How admirably, and with what profusion of persuasive detail, would a novelist convey the scene: the dark old-fashioned office, its walls lined with Law Reports and Encyclopaedias of Conveyancing Precedents; the window looking out on the green rectangle of Lincoln’s Inn Fields; the weary-eyed, sober-suited clerk, perched on his stool to prepare the engrossment of the Will, copying the draft on to parchment in laborious black copperplate. (So shortly before the client arrived to sign it? Yes, I think so — it may be supposed, since Sir James died within the month, that he already knew the mortality of his condition, and that the Will was a matter of haste and urgency.) Outside, the pale sunbeams play a coquettish hide-and-seek with the springtime clouds; purple crocuses brighten the grass at the foot of the plane trees; a girl in a pretty dress walks past, the breeze ruffling her hair; the clerk, looking up and seeing her, smiles and returns with a lighter heart to his labors.

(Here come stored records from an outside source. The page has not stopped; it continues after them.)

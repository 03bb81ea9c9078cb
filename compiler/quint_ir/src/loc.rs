//! Source locations.
//!
//! A [`Loc`] is what the Source Map records for every identifier: the source
//! name plus start and (when the parser knows it) end positions.

use std::fmt;

/// A point in a source file.
///
/// `line` and `col` are 0-based as reported by the parser driver; `index` is
/// the absolute character offset from the start of the source.
#[derive(Copy, Clone, Eq, PartialEq, Hash, Default, Debug)]
#[cfg_attr(feature = "serde", derive(serde::Serialize, serde::Deserialize))]
pub struct Position {
    pub line: u32,
    pub col: u32,
    pub index: u32,
}

impl Position {
    /// Create a new position.
    #[inline]
    pub const fn new(line: u32, col: u32, index: u32) -> Self {
        Position { line, col, index }
    }
}

impl fmt::Display for Position {
    fn fmt(&self, f: &mut fmt::Formatter<'_>) -> fmt::Result {
        // Rendered 1-based, the way editors count.
        write!(f, "{}:{}", self.line + 1, self.col + 1)
    }
}

/// Source span of a construct.
#[derive(Clone, Eq, PartialEq, Hash, Default, Debug)]
#[cfg_attr(feature = "serde", derive(serde::Serialize, serde::Deserialize))]
pub struct Loc {
    /// Source name (usually a file path).
    pub source: String,
    pub start: Position,
    /// End position, absent when the parser stopped inside the construct.
    pub end: Option<Position>,
}

impl Loc {
    /// Create a location with both ends known.
    pub fn new(source: impl Into<String>, start: Position, end: Position) -> Self {
        Loc {
            source: source.into(),
            start,
            end: Some(end),
        }
    }

    /// Create a location whose end is unknown.
    pub fn open(source: impl Into<String>, start: Position) -> Self {
        Loc {
            source: source.into(),
            start,
            end: None,
        }
    }

    /// Length in characters, when the end is known.
    pub fn len(&self) -> Option<u32> {
        self.end
            .map(|end| end.index.saturating_sub(self.start.index))
    }

    /// Check whether this location covers no characters.
    pub fn is_empty(&self) -> bool {
        self.len() == Some(0)
    }

    /// Check whether another location lies within this one.
    ///
    /// Locations from different sources never contain each other, and a
    /// location with an unknown end contains only those starting after it.
    pub fn contains(&self, other: &Loc) -> bool {
        if self.source != other.source || other.start.index < self.start.index {
            return false;
        }
        match (self.end, other.end) {
            (Some(end), Some(other_end)) => other_end.index <= end.index,
            (Some(_), None) => false,
            (None, _) => true,
        }
    }
}

impl fmt::Display for Loc {
    fn fmt(&self, f: &mut fmt::Formatter<'_>) -> fmt::Result {
        match self.end {
            Some(end) => write!(f, "{}:{}-{}", self.source, self.start, end),
            None => write!(f, "{}:{}", self.source, self.start),
        }
    }
}
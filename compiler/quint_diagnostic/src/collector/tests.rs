use quint_ir::QuintId;

use super::*;
use crate::{leaked_stack_elements, lowercase_type_name, multiple_record_spreads};

#[test]
fn counts_errors_but_keeps_warnings() {
    let mut collector = DiagnosticCollector::new();
    assert!(collector.is_empty());

    collector.push(lowercase_type_name(QuintId::new(1), "t"));
    collector.push(leaked_stack_elements(QuintId::new(2), &[("types", 1)]));
    collector.push(multiple_record_spreads(QuintId::new(3), 3));

    assert_eq!(collector.len(), 3);
    assert_eq!(collector.error_count(), 2);
    assert!(collector.has_errors());
}

#[test]
fn preserves_emission_order() {
    let mut collector = DiagnosticCollector::new();
    for raw in [5, 2, 9] {
        collector.push(lowercase_type_name(QuintId::new(raw), "t"));
    }
    let nodes: Vec<_> = collector.iter().map(|d| d.node.raw()).collect();
    assert_eq!(nodes, vec![5, 2, 9]);
    assert_eq!(collector.into_vec().len(), 3);
}
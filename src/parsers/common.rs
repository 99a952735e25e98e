use std::path::Path;
use tree_sitter::{Language, Node as TSNode, Parser, Tree};

use crate::core::{AnalysisError, Span};

pub struct TreeSitterParser {
    parser: Parser,
}

impl TreeSitterParser {
    pub fn new(language: Language, file_path: &Path) -> Result<Self, AnalysisError> {
        let mut parser = Parser::new();
        parser
            .set_language(language)
            .map_err(|err| AnalysisError::Parse {
                path: file_path.to_path_buf(),
                message: format!("incompatible grammar: {err}"),
            })?;
        Ok(Self { parser })
    }

    /// Parses `source`, rejecting trees that contain syntax errors.
    pub fn parse(&mut self, source: &str, file_path: &Path) -> Result<Tree, AnalysisError> {
        let tree = self
            .parser
            .parse(source, None)
            .ok_or_else(|| AnalysisError::Parse {
                path: file_path.to_path_buf(),
                message: "parser produced no tree".to_string(),
            })?;

        if let Some(error_node) = first_error(tree.root_node()) {
            let position = error_node.start_position();
            let what = if error_node.is_missing() {
                format!("missing {}", error_node.kind())
            } else {
                "syntax error".to_string()
            };
            return Err(AnalysisError::Parse {
                path: file_path.to_path_buf(),
                message: format!("{what} at {}:{}", position.row + 1, position.column + 1),
            });
        }

        Ok(tree)
    }
}

/// First error or missing node in document order.
fn first_error(root: TSNode) -> Option<TSNode> {
    if !root.has_error() {
        return None;
    }
    let mut node = root;
    'descend: loop {
        if node.is_error() || node.is_missing() {
            return Some(node);
        }
        let mut cursor = node.walk();
        for child in node.children(&mut cursor) {
            if child.has_error() || child.is_missing() {
                node = child;
                continue 'descend;
            }
        }
        return Some(node);
    }
}

pub fn extract_text<'a>(node: &TSNode, source: &'a [u8]) -> &'a str {
    std::str::from_utf8(&source[node.byte_range()]).unwrap_or("")
}

pub fn node_span(node: &TSNode) -> Span {
    let start = node.start_position();
    let end = node.end_position();
    Span {
        start_line: start.row + 1,
        start_column: start.column + 1,
        end_line: end.row + 1,
        end_column: end.column + 1,
    }
}

pub fn find_child_by_kind<'a>(node: &TSNode<'a>, kind: &str) -> Option<TSNode<'a>> {
    let mut cursor = node.walk();
    let found = node.children(&mut cursor).find(|child| child.kind() == kind);
    found
}

/// Pre-order walk over `root` that hands the visitor the ancestor path of
/// every node (outermost first, excluding the node itself).
///
/// The path is an explicit stack pushed on descent and popped on ascent, so
/// a visitor error stops the walk without unwinding any recursion.
pub fn walk_with_ancestors<'tree, F, E>(root: TSNode<'tree>, mut visit: F) -> Result<(), E>
where
    F: FnMut(&[TSNode<'tree>], TSNode<'tree>) -> Result<(), E>,
{
    let mut ancestors: Vec<TSNode<'tree>> = Vec::new();
    let mut cursor = root.walk();

    loop {
        let node = cursor.node();
        visit(&ancestors, node)?;

        if cursor.goto_first_child() {
            ancestors.push(node);
            continue;
        }

        loop {
            if cursor.goto_next_sibling() {
                break;
            }
            if !cursor.goto_parent() {
                return Ok(());
            }
            ancestors.pop();
        }
    }
}
use anyhow::{Context, Result};
use clap::{Args, Parser, Subcommand, ValueEnum};
use std::io;
use std::path::PathBuf;
use tracing_subscriber::EnvFilter;

use gorefs::core::scanner::VCS_DIR;
use gorefs::core::{AnalysisOptions, ProjectAnalyzer};
use gorefs::formatters::{DotFormatter, JsonCompactFormatter, UnreachableFormatter};

#[derive(Debug, Clone, Parser)]
#[command(
    name = "gorefs",
    version,
    about = "Builds the reference graph of a Go project and reports unreachable declarations"
)]
struct Cli {
    #[command(subcommand)]
    command: Command,

    #[command(flatten)]
    scan: ScanArgs,

    /// Increase log verbosity (-v info, -vv debug)
    #[arg(short, long, action = clap::ArgAction::Count, global = true)]
    verbose: u8,
}

#[derive(Debug, Clone, Args)]
struct ScanArgs {
    /// Directory name to skip while scanning (repeatable; .git is always skipped)
    #[arg(long = "ignore-dir", value_name = "NAME", global = true)]
    ignore_dirs: Vec<String>,

    /// Also analyze _test.go files
    #[arg(long, global = true)]
    include_tests: bool,
}

#[derive(Debug, Clone, Subcommand)]
enum Command {
    /// Write the reference graph of each root as Graphviz DOT (<root-name>.dot);
    /// render it with `dot -Tsvg`
    Visualize {
        /// Project roots, each containing a go.mod
        #[arg(value_name = "ROOT", required = true)]
        roots: Vec<PathBuf>,

        /// Directory the .dot files are written to
        #[arg(short, long, value_name = "DIR", default_value = ".")]
        output_dir: PathBuf,
    },
    /// Print declarations no entrypoint reaches
    Unreachable {
        /// Project roots, each containing a go.mod
        #[arg(value_name = "ROOT", required = true)]
        roots: Vec<PathBuf>,

        /// Output format
        #[arg(short, long, value_enum, default_value_t = OutputFormat::Text)]
        format: OutputFormat,
    },
}

#[derive(Debug, Copy, Clone, Eq, PartialEq, ValueEnum)]
#[value(rename_all = "kebab-case")]
enum OutputFormat {
    Text,
    JsonCompact,
}

fn main() {
    let cli = Cli::parse();
    init_tracing(cli.verbose);

    if let Err(err) = run(cli) {
        eprintln!("error: {err:#}");
        std::process::exit(1);
    }
}

fn init_tracing(verbose: u8) {
    let default_level = match verbose {
        0 => "warn",
        1 => "info",
        _ => "debug",
    };
    let filter =
        EnvFilter::try_from_default_env().unwrap_or_else(|_| EnvFilter::new(default_level));
    tracing_subscriber::fmt()
        .with_env_filter(filter)
        .with_writer(io::stderr)
        .with_target(false)
        .init();
}

fn run(cli: Cli) -> Result<()> {
    let Cli { command, scan, .. } = cli;

    let options = scan
        .ignore_dirs
        .into_iter()
        .fold(AnalysisOptions::default(), |options, dir| {
            options.with_ignore_dir(dir)
        })
        .with_ignore_dir(VCS_DIR)
        .with_include_tests(scan.include_tests);
    let analyzer = ProjectAnalyzer::new(options);

    match command {
        Command::Visualize { roots, output_dir } => {
            let formatter = DotFormatter::new();
            for root in roots {
                let analysis = analyzer
                    .analyze(&root)
                    .with_context(|| format!("failed to analyze {}", root.display()))?;
                let output = formatter.format_to_dir(&analysis, &output_dir)?;
                eprintln!("Generated {}", output.display());
            }
        }
        Command::Unreachable { roots, format } => {
            let stdout = io::stdout();
            for root in roots {
                let analysis = analyzer
                    .analyze(&root)
                    .with_context(|| format!("failed to analyze {}", root.display()))?;
                match format {
                    OutputFormat::Text => {
                        UnreachableFormatter::new().write_to(&analysis, stdout.lock())?;
                    }
                    OutputFormat::JsonCompact => {
                        let report = JsonCompactFormatter::new().format_analysis(&analysis)?;
                        println!("{report}");
                    }
                }
            }
        }
    }

    Ok(())
}
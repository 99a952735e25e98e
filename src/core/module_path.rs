//! Mapping from source files to Go module paths.
//!
//! Every directory is one module: all files in it share a namespace, and the
//! module identifier is the directory's path below the project root joined
//! onto the root module path declared in `go.mod`.

use regex::Regex;
use std::fs;
use std::path::{Component, Path};
use std::sync::OnceLock;

use super::AnalysisError;

pub const MANIFEST_FILE: &str = "go.mod";

static MODULE_DIRECTIVE: OnceLock<Regex> = OnceLock::new();

/// Logical module identifier of the directory containing `file_path`.
pub fn module_for_file(
    file_path: &Path,
    project_root: &Path,
    root_module: &str,
) -> Result<String, AnalysisError> {
    let relative =
        file_path
            .strip_prefix(project_root)
            .map_err(|_| AnalysisError::PathOutsideRoot {
                path: file_path.to_path_buf(),
                root: project_root.to_path_buf(),
            })?;

    let mut module = root_module.trim_end_matches('/').to_string();
    let directory = relative.parent().unwrap_or_else(|| Path::new(""));
    for component in directory.components() {
        if let Component::Normal(segment) = component {
            module.push('/');
            module.push_str(&segment.to_string_lossy());
        }
    }
    Ok(module)
}

/// Reads the root module path from `<project_root>/go.mod`.
pub fn read_module_path(project_root: &Path) -> Result<String, AnalysisError> {
    let manifest = project_root.join(MANIFEST_FILE);
    let contents = fs::read_to_string(&manifest).map_err(|err| AnalysisError::Manifest {
        path: manifest.clone(),
        reason: err.to_string(),
    })?;

    parse_module_path(&contents).ok_or_else(|| AnalysisError::Manifest {
        path: manifest,
        reason: "no module directive found".to_string(),
    })
}

/// Extracts the path of the `module` directive, if any.
pub fn parse_module_path(contents: &str) -> Option<String> {
    let directive = MODULE_DIRECTIVE.get_or_init(|| {
        Regex::new(r#"^\s*module\s+(?:"([^"]+)"|`([^`]+)`|(\S+))\s*$"#)
            .expect("module directive pattern is valid")
    });

    contents.lines().find_map(|line| {
        let line = line.split("//").next().unwrap_or("");
        let captures = directive.captures(line)?;
        captures
            .get(1)
            .or_else(|| captures.get(2))
            .or_else(|| captures.get(3))
            .map(|path| path.as_str().to_string())
            .filter(|path| !path.is_empty())
    })
}
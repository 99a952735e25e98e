use serde_json::{json, Value};

use crate::core::{Analysis, AnalysisError, Declaration};

/// Compact JSON report of one analysis run
pub struct JsonCompactFormatter {
    /// Leave out spans and kinds
    minimal: bool,
}

impl JsonCompactFormatter {
    pub fn new() -> Self {
        Self { minimal: false }
    }

    pub fn minimal() -> Self {
        Self { minimal: true }
    }

    pub fn format_analysis(&self, analysis: &Analysis) -> Result<String, AnalysisError> {
        let entrypoints = analysis
            .entrypoints
            .iter()
            .map(|declaration| self.declaration_json(analysis, declaration))
            .collect::<Result<Vec<_>, _>>()?;
        let unreachable = analysis
            .unreachable
            .iter()
            .map(|declaration| self.declaration_json(analysis, declaration))
            .collect::<Result<Vec<_>, _>>()?;

        let report = json!({
            "root": analysis.root.to_string_lossy(),
            "module": analysis.root_module,
            "nodes": analysis.graph.node_count(),
            "edges": analysis.graph.edge_count(),
            "entrypoints": entrypoints,
            "unreachable": unreachable,
        });
        Ok(serde_json::to_string(&report)?)
    }

    fn declaration_json(
        &self,
        analysis: &Analysis,
        declaration: &Declaration,
    ) -> Result<Value, AnalysisError> {
        let file = declaration.relative_path(&analysis.root)?;
        let mut value = json!({
            "f": file.to_string_lossy(),
            "n": declaration.name,
        });
        if !self.minimal {
            value["k"] = serde_json::to_value(declaration.kind)?;
            if let Some(span) = declaration.span {
                value["l"] = json!(span.start_line);
            }
        }
        Ok(value)
    }
}

impl Default for JsonCompactFormatter {
    fn default() -> Self {
        Self::new()
    }
}
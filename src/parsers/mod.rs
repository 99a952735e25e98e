pub mod common;
pub mod go;

pub use go::{FileDeclarations, GoParser, ParsedFile};
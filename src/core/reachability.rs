use std::collections::BTreeSet;

use super::{Declaration, DeclarationKind, ReferenceGraph};

pub const INIT_FUNCTION: &str = "init";
pub const MAIN_FUNCTION: &str = "main";
pub const MAIN_PACKAGE: &str = "main";
pub const TEST_PREFIX: &str = "Test";

/// Whether `declaration`, found in a file of `package`, is always reachable.
pub fn is_entrypoint(declaration: &Declaration, package: &str) -> bool {
    match declaration.kind {
        DeclarationKind::FileRoot => true,
        DeclarationKind::Function => {
            let name = declaration.name.as_str();
            name == INIT_FUNCTION
                || (package == MAIN_PACKAGE && name == MAIN_FUNCTION)
                || is_test_function(name)
        }
        _ => false,
    }
}

/// `Test` followed by a remainder that starts with an uppercase letter.
pub fn is_test_function(name: &str) -> bool {
    name.strip_prefix(TEST_PREFIX)
        .and_then(|rest| rest.chars().next())
        .is_some_and(char::is_uppercase)
}

/// Every node of `graph` that no path from `entrypoints` reaches.
pub fn find_unreachable(
    graph: &ReferenceGraph,
    entrypoints: &BTreeSet<Declaration>,
) -> BTreeSet<Declaration> {
    let mut unreachable: BTreeSet<Declaration> = graph.nodes().cloned().collect();
    let roots: Vec<Declaration> = entrypoints.iter().cloned().collect();
    graph.dfs(&roots, |visited| {
        unreachable.remove(visited);
    });
    unreachable
}
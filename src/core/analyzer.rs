use rayon::prelude::*;
use std::collections::BTreeSet;
use std::fs;
use std::path::{Path, PathBuf};
use std::time::Instant;
use tracing::{debug, info};

use super::module_path::read_module_path;
use super::reachability::{find_unreachable, is_entrypoint};
use super::{
    AnalysisError, AnalysisOptions, Declaration, DeclarationIndex, FileScanner, ReferenceGraph,
    ReferenceResolver,
};
use crate::parsers::go::{GoParser, ParsedFile};

/// Outcome of analyzing one project root.
#[derive(Debug)]
pub struct Analysis {
    pub root: PathBuf,
    pub root_module: String,
    pub graph: ReferenceGraph,
    pub index: DeclarationIndex,
    pub entrypoints: BTreeSet<Declaration>,
    pub unreachable: BTreeSet<Declaration>,
}

impl Analysis {
    /// `<relative-file-path>::<name>` of every unreachable declaration, sorted.
    pub fn unreachable_names(&self) -> Result<Vec<String>, AnalysisError> {
        let mut names = self
            .unreachable
            .iter()
            .map(|declaration| declaration.display_name(&self.root))
            .collect::<Result<Vec<_>, _>>()?;
        names.sort();
        Ok(names)
    }

    /// Base name of the project directory, used to name rendered artifacts.
    pub fn project_name(&self) -> String {
        self.root
            .file_name()
            .map(|name| name.to_string_lossy().into_owned())
            .unwrap_or_else(|| "project".to_string())
    }
}

pub struct ProjectAnalyzer {
    file_scanner: FileScanner,
    parser: GoParser,
}

impl ProjectAnalyzer {
    pub fn new(options: AnalysisOptions) -> Self {
        Self {
            file_scanner: FileScanner::new(options),
            parser: GoParser::new(),
        }
    }

    pub fn analyze(&self, root_path: &Path) -> Result<Analysis, AnalysisError> {
        let start = Instant::now();
        let root = fs::canonicalize(root_path).map_err(|err| AnalysisError::io(root_path, err))?;
        let root_module = read_module_path(&root)?;
        info!(root = %root.display(), module = %root_module, "analyzing project");

        let files = self.file_scanner.scan_directory(&root)?;
        info!("Found {} files to analyze", files.len());

        let parsed = self.parse_files(files)?;

        let index = DeclarationIndex::build(
            parsed.iter().map(|file| &file.declarations),
            &root,
            &root_module,
        )?;

        let mut graph = ReferenceGraph::new();
        let mut entrypoints = BTreeSet::new();
        for file in &parsed {
            let package = file.declarations.package.as_str();
            for declaration in file.declarations.declarations.values() {
                graph.add_node(declaration.clone());
                if is_entrypoint(declaration, package) {
                    entrypoints.insert(declaration.clone());
                }
            }
        }

        debug!("Resolving references...");
        let resolver = ReferenceResolver::new(&index, &root, &root_module);
        let per_file: Vec<Result<_, AnalysisError>> = parsed
            .into_par_iter()
            .map(|file| resolver.resolve_file(&file))
            .collect();

        let mut added = 0usize;
        for references in per_file {
            for (from, to) in references? {
                if from.is_file_root() {
                    entrypoints.insert(from.clone());
                }
                if graph.add_edge(from, to) {
                    added += 1;
                }
            }
        }

        let unreachable = find_unreachable(&graph, &entrypoints);
        info!(
            nodes = graph.node_count(),
            edges = added,
            entrypoints = entrypoints.len(),
            unreachable = unreachable.len(),
            "Analysis completed in {:.2}s",
            start.elapsed().as_secs_f64()
        );

        Ok(Analysis {
            root,
            root_module,
            graph,
            index,
            entrypoints,
            unreachable,
        })
    }

    /// Parses in parallel; results stay in path order, and the first failing
    /// file in that order decides the error.
    fn parse_files(&self, files: Vec<PathBuf>) -> Result<Vec<ParsedFile>, AnalysisError> {
        let results: Vec<Result<ParsedFile, AnalysisError>> = files
            .par_iter()
            .map(|path| self.parser.parse_file(path))
            .collect();
        results.into_iter().collect()
    }
}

A motor-car — a Rolls-Royce, I suppose — draws to a purring halt outside the office. The man who steps from it has at first sight the large, loose-knit physique which seems designed for walking grouse moors, and the high complexion that comes from doing so; but his flesh, when one looks more closely, is shrunken by illness, and the skin unhealthily mottled. The woman beside him, not yet middle-aged, still elegant, though she has borne six children, seems already almost in mourning — her round gray hat and veil give her a widowed look. The senior partner, emerging from his private office to greet them with the grave deference appropriate to the client and the occasion, asks anxiously—
No. No, I can’t do it. I do not know if Sir James was tall or short, or what kind of hat his wife wore; the crocuses may have been yellow; there may have been no pretty girls in Lincoln’s Inn Fields that day. I do not know and cannot invent, for the Scholar is the servant not of Art but Truth. Forgive me, dear reader: my narrative must have its starting-point nearly half a century later, when my own interest first became engaged in the affair.